Surabaya (ANTARA News) - Peneliti terorisme dari Universitas Islam
Negeri Sunan Ampel, Surabaya, Prof Akh Muzakki PhD, menegaskan kelompok
bersenjata ISIS menargetkan teror menjelang Natal 2015 hingga Tahun Baru
2016 di Indonesia.
"Jaringan yang digerebek Densus 88 di Mojokerto (Jatim), Sukoharjo
(Jateng), dan Gresik (Jatim) pada 19-20 Desember 2015 itu pemain baru
dari ISIS," kata alumnus The Australian National University itu, di
Surabaya, Selasa.
Menurut peneliti Islam Kontemporer, Liberalisme, Anti-Liberalisme,
Media Islam, dan Pendidikan Karakter itu, kelompok bersenjata ISIS yang
berada di Indonesia itu merupakan metamorfosis dari jaringan Al-Qaeda
yang "hilang" dengan tewasnya Osama bin Laden.

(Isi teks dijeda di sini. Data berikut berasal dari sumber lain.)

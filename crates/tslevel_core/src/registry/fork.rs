//! Point-in-time copies of the registry used as merge input.

use crate::resource::FileResource;
use crate::types::PartitionId;
use std::sync::Arc;

/// Sealed files of one partition, per axis and level, at fork time.
///
/// A snapshot is a value: later registry changes do not show up in it,
/// except that removing a file from the registry also drops it from the
/// snapshot the registry is tracking.
#[derive(Debug, Clone, Default)]
pub struct ForkedSnapshot {
    partition: Option<PartitionId>,
    sequence: Vec<Vec<Arc<FileResource>>>,
    unsequence: Vec<Vec<Arc<FileResource>>>,
}

impl ForkedSnapshot {
    pub(crate) fn new(
        partition: PartitionId,
        sequence: Vec<Vec<Arc<FileResource>>>,
        unsequence: Vec<Vec<Arc<FileResource>>>,
    ) -> Self {
        Self {
            partition: Some(partition),
            sequence,
            unsequence,
        }
    }

    /// Partition the snapshot was taken of, if any.
    #[must_use]
    pub const fn partition(&self) -> Option<PartitionId> {
        self.partition
    }

    /// Files of `level` on the given axis. Empty if the level does not exist.
    #[must_use]
    pub fn level(&self, is_sequence: bool, level: usize) -> &[Arc<FileResource>] {
        self.axis(is_sequence)
            .get(level)
            .map(Vec::as_slice)
            .unwrap_or_default()
    }

    /// Number of levels on the given axis.
    #[must_use]
    pub fn level_count(&self, is_sequence: bool) -> usize {
        self.axis(is_sequence).len()
    }

    /// Total number of files in the snapshot.
    #[must_use]
    pub fn file_count(&self) -> usize {
        self.sequence
            .iter()
            .chain(&self.unsequence)
            .map(Vec::len)
            .sum()
    }

    /// Returns true if the snapshot holds no file.
    #[must_use]
    pub fn is_empty(&self) -> bool {
        self.file_count() == 0
    }

    pub(crate) fn purge(&mut self, file: &FileResource, is_sequence: bool) {
        let levels = if is_sequence {
            &mut self.sequence
        } else {
            &mut self.unsequence
        };
        for level in levels {
            level.retain(|forked| forked.path() != file.path());
        }
    }

    fn axis(&self, is_sequence: bool) -> &[Vec<Arc<FileResource>>] {
        if is_sequence {
            &self.sequence
        } else {
            &self.unsequence
        }
    }
}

"Bedanya, pengikut Al-Qaeda itu dari kelompok yang miskin,
sedangkan pengikut ISIS dari kelompok yang relatif mapan, seperti
dokter, pimpinan operator seluler, pilot, dan kalangan profesional
lainnya, tapi pengikut keduanya sama-sama minim dalam aspek keagamaan,"
katanya.
Selain itu, kelompok bersenjata ISIS di Indonesia itu terbelah
antara pengikut Ustaz Abubakar Baasyir dan pengikut Ustaz Ikhwan yang
keduanya pun bermusuhan. "Yang menarik, pengikut ISIS itu bisa melakukan
bai'at secara daring (online)," katanya.
Namun, pengikut Al-Qaeda dan ISIS sama-sama suka cari perhatian dan
menganggap kelompok di luar mereka sebagai bukan Islam dan wajib
diperangi. "Karena itu, mereka akan memanfaatkan momentum seperti hari
raya dan pergantian tahun," katanya.
Dekan Fakultas Ilmu Sosial dan Ilmu Politik UINSA Surabaya itu
menyatakan pengikut ISIS di Indonesia umumnya merupakan pemain baru,
karena nama mereka tidak dikenal sebelumnya dan buku-buku yang disita
aparat dari berbagai penggeledahan menunjukkan buku-buku ISIS dari
kelompok pemula.
"Untuk memerangi ISIS, saya kira tidak bisa dengan hukum positif
semata, karena mereka yang berjihad itu akan bisa mengorbankan apapun,
baik harta maupun jiwa pun siap dikorbankan," kata dia.
Oleh karena itu, pemerintah harus melibatkan aparat dan organisasi keagamaan serta organisasi sosial, termasuk kalangan kampus, untuk melakukan "re-evaluasi" terhadap kelompok radikal itu melalui pembagian tugas yang terencana. "Kita bisa meniru cara Gus Dur yang melawan secara hukum, sekaligus sosial," katanya.
Ia menambahkan cara-cara hukum mungkin dapat menjadi cara antisipasi dalam jangka pendek, namun cara-cara sosial yang melibatkan kelompok masyarakat sipil akan dapat menjadi cara antisipasi dalam jangka panjang, termasuk kurikulum pendidikan anti-radikalisme.